TASK GOAL » Each record, in full, must be restated word for word.

═══ MATERIAL FOR THE TASK ═══

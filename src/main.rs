use std::collections::HashMap;
use tokio::io::{AsyncBufReadExt, BufReader};
use tokio::signal;
use tokio::sync::mpsc;
use tracing_subscriber::{layer::SubscriberExt, util::SubscriberInitExt};

use wx_dashboard::api::RequestLimits;
use wx_dashboard::chart::{ChartPanel, ChartSyncController, MemoryPanel};
use wx_dashboard::common::AppState;
use wx_dashboard::config::Config;
use wx_dashboard::input::{self, AdminCommand, Input};
use wx_dashboard::present::LogSurface;
use wx_dashboard::services::directory;
use wx_dashboard::sync::{Command, Dashboard};
use wx_dashboard::view::persist::load_view_state;
use wx_dashboard::view::{FileStore, PanelId, ViewDefaults};

#[tokio::main(flavor = "current_thread")]
async fn main() -> Result<(), Box<dyn std::error::Error>> {
    // Initialize tracing
    tracing_subscriber::registry()
        .with(
            tracing_subscriber::EnvFilter::try_from_default_env()
                .unwrap_or_else(|_| "info,wx_dashboard=debug".into()),
        )
        .with(tracing_subscriber::fmt::layer())
        .init();

    tracing::info!("Starting wx-dashboard...");

    // Load configuration (fail-fast)
    let config = Config::from_env()?;
    tracing::info!(
        deployment = ?config.deployment,
        api = %config.api_base_url,
        state_file = %config.state_file.display(),
        "Configuration loaded"
    );

    let app = AppState::new(config.clone())?;
    tracing::info!("Weather API client initialized");

    // Restore the view (never fails; bad or missing settings fall back to defaults)
    let store = FileStore::new(&config.state_file);
    let view = load_view_state(&store, &ViewDefaults::from_config(&config));
    let name = directory::station_name(&app, view.station_id()).await;
    tracing::info!(station = view.station_id(), name = %name, "View restored");

    let panels: HashMap<PanelId, MemoryPanel> = PanelId::ALL
        .into_iter()
        .map(|id| (id, MemoryPanel::new(id)))
        .collect();
    let charts = ChartSyncController::new(
        panels
            .values()
            .cloned()
            .map(|p| Box::new(p) as Box<dyn ChartPanel>)
            .collect(),
    );

    let mut dashboard = Dashboard::new(
        app.client.clone(),
        RequestLimits::from_config(&config),
        view,
        Box::new(store),
        charts,
        Box::new(LogSurface),
    );

    let (tx, rx) = mpsc::channel(32);
    tokio::spawn(read_commands(app, panels, tx));

    dashboard.run(rx, shutdown_signal()).await;

    tracing::info!("Dashboard shut down gracefully");
    Ok(())
}

/// Feed stdin lines into the dashboard; directory commands run here directly.
async fn read_commands(
    app: AppState,
    panels: HashMap<PanelId, MemoryPanel>,
    tx: mpsc::Sender<Command>,
) {
    let mut lines = BufReader::new(tokio::io::stdin()).lines();

    loop {
        let line = match lines.next_line().await {
            Ok(Some(line)) => line,
            Ok(None) => break,
            Err(e) => {
                tracing::error!(error = %e, "Failed to read command");
                break;
            }
        };
        if line.trim().is_empty() {
            continue;
        }

        match input::parse_line(&line) {
            Ok(Input::Dashboard(command)) => {
                // The headless panel plays the part of the chart the user dragged
                if let Command::PanOrZoom { panel, range } = &command
                    && let Some(origin) = panels.get(panel)
                {
                    origin.gesture(*range);
                }
                if tx.send(command).await.is_err() {
                    break;
                }
            }
            Ok(Input::Admin(command)) => run_admin(&app, command).await,
            Err(e) => tracing::warn!(error = %e, "Ignoring command"),
        }
    }

    tracing::info!("Input closed");
}

async fn run_admin(app: &AppState, command: AdminCommand) {
    let result = match command {
        AdminCommand::ListStations => directory::list_stations(app).await.map(|stations| {
            for station in stations.iter() {
                tracing::info!(id = %station.id, name = %station.name, "Station");
            }
        }),
        AdminCommand::AddStation { id, name } => {
            directory::register_station(app, &id, &name).await
        }
        AdminCommand::RemoveStation(id) => directory::remove_station(app, &id).await,
        AdminCommand::WhoAmI => directory::whoami(app).await.map(|me| {
            tracing::info!(username = %me.username, admin = me.is_admin, "Signed in");
        }),
    };
    if let Err(e) = result {
        tracing::error!(error = %e, "Directory command failed");
    }
}

async fn shutdown_signal() {
    let ctrl_c = async {
        if let Err(e) = signal::ctrl_c().await {
            tracing::error!(error = %e, "Failed to install Ctrl+C handler");
            std::future::pending::<()>().await;
        }
    };

    #[cfg(unix)]
    let terminate = async {
        match signal::unix::signal(signal::unix::SignalKind::terminate()) {
            Ok(mut sigterm) => {
                sigterm.recv().await;
            }
            Err(e) => {
                tracing::error!(error = %e, "Failed to install SIGTERM handler");
                std::future::pending::<()>().await;
            }
        }
    };

    #[cfg(not(unix))]
    let terminate = std::future::pending::<()>();

    tokio::select! {
        () = ctrl_c => {
            tracing::info!("Received Ctrl+C, shutting down...");
        },
        () = terminate => {
            tracing::info!("Received SIGTERM, shutting down...");
        },
    }
}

═══

OUTPUT FOR THIS TASK »
filename src/main.rs
use std::collections::HashMap;
use tokio::io::{AsyncBufReadExt, BufReader};
use tokio::signal;
use tokio::sync::mpsc;
use tracing_subscriber::{layer::SubscriberExt, util::SubscriberInitExt};

use wx_dashboard::api::RequestLimits;
use wx_dashboard::chart::{ChartPanel, ChartSyncController, MemoryPanel};
use wx_dashboard::common::AppState;
use wx_dashboard::config::Config;
use wx_dashboard::input::{self, AdminCommand, Input};
use wx_dashboard::present::LogSurface;
use wx_dashboard::services::directory;
use wx_dashboard::sync::{Command, Dashboard};
use wx_dashboard::view::persist::load_view_state;
use wx_dashboard::view::{FileStore, PanelId, ViewDefaults};

#[tokio::main(flavor = "current_thread")]
async fn main() -> Result<(), Box<dyn std::error::Error>> {
    // Initialize tracing
    tracing_subscriber::registry()
        .with(
            tracing_subscriber::EnvFilter::try_from_default_env()
                .unwrap_or_else(|_| "info,wx_dashboard=debug".into()),
        )
        .with(tracing_subscriber::fmt::layer())
        .init();

    tracing::info!("Starting wx-dashboard...");

    // Load configuration (fail-fast)
    let config = Config::from_env()?;
    tracing::info!(
        deployment = ?config.deployment,
        api = %config.api_base_url,
        state_file = %config.state_file.display(),
        "Configuration loaded"
    );

    let app = AppState::new(config.clone())?;
    tracing::info!("Weather API client initialized");

    // Restore the view (never fails; bad or missing settings fall back to defaults)
    let store = FileStore::new(&config.state_file);
    let view = load_view_state(&store, &ViewDefaults::from_config(&config));
    let name = directory::station_name(&app, view.station_id()).await;
    tracing::info!(station = view.station_id(), name = %name, "View restored");

    let panels: HashMap<PanelId, MemoryPanel> = PanelId::ALL
        .into_iter()
        .map(|id| (id, MemoryPanel::new(id)))
        .collect();
    let charts = ChartSyncController::new(
        panels
            .values()
            .cloned()
            .map(|p| Box::new(p) as Box<dyn ChartPanel>)
            .collect(),
    );

    let mut dashboard = Dashboard::new(
        app.client.clone(),
        RequestLimits::from_config(&config),
        view,
        Box::new(store),
        charts,
        Box::new(LogSurface),
    );

    let (tx, rx) = mpsc::channel(32);
    tokio::spawn(read_commands(app, panels, tx));

    dashboard.run(rx, shutdown_signal()).await;

    tracing::info!("Dashboard shut down gracefully");
    Ok(())
}

/// Feed stdin lines into the dashboard; directory commands run here directly.
async fn read_commands(
    app: AppState,
    panels: HashMap<PanelId, MemoryPanel>,
    tx: mpsc::Sender<Command>,
) {
    let mut lines = BufReader::new(tokio::io::stdin()).lines();

    loop {
        let line = match lines.next_line().await {
            Ok(Some(line)) => line,
            Ok(None) => break,
            Err(e) => {
                tracing::error!(error = %e, "Failed to read command");
                break;
            }
        };
        if line.trim().is_empty() {
            continue;
        }

        match input::parse_line(&line) {
            Ok(Input::Dashboard(command)) => {
                // The headless panel plays the part of the chart the user dragged
                if let Command::PanOrZoom { panel, range } = &command
                    && let Some(origin) = panels.get(panel)
                {
                    origin.gesture(*range);
                }
                if tx.send(command).await.is_err() {
                    break;
                }
            }
            Ok(Input::Admin(command)) => run_admin(&app, command).await,
            Err(e) => tracing::warn!(error = %e, "Ignoring command"),
        }
    }

    tracing::info!("Input closed");
}

async fn run_admin(app: &AppState, command: AdminCommand) {
    let result = match command {
        AdminCommand::ListStations => directory::list_stations(app).await.map(|stations| {
            for station in stations.iter() {
                tracing::info!(id = %station.id, name = %station.name, "Station");
            }
        }),
        AdminCommand::AddStation { id, name } => {
            directory::register_station(app, &id, &name).await
        }
        AdminCommand::RemoveStation(id) => directory::remove_station(app, &id).await,
        AdminCommand::WhoAmI => directory::whoami(app).await.map(|me| {
            tracing::info!(username = %me.username, admin = me.is_admin, "Signed in");
        }),
    };
    if let Err(e) = result {
        tracing::error!(error = %e, "Directory command failed");
    }
}

async fn shutdown_signal() {
    let ctrl_c = async {
        if let Err(e) = signal::ctrl_c().await {
            tracing::error!(error = %e, "Failed to install Ctrl+C handler");
            std::future::pending::<()>().await;
        }
    };

    #[cfg(unix)]
    let terminate = async {
        match signal::unix::signal(signal::unix::SignalKind::terminate()) {
            Ok(mut sigterm) => {
                sigterm.recv().await;
            }
            Err(e) => {
                tracing::error!(error = %e, "Failed to install SIGTERM handler");
                std::future::pending::<()>().await;
            }
        }
    };

    #[cfg(not(unix))]
    let terminate = std::future::pending::<()>();

    tokio::select! {
        () = ctrl_c => {
            tracing::info!("Received Ctrl+C, shutting down...");
        },
        () = terminate => {
            tracing::info!("Received SIGTERM, shutting down...");
        },
    }
}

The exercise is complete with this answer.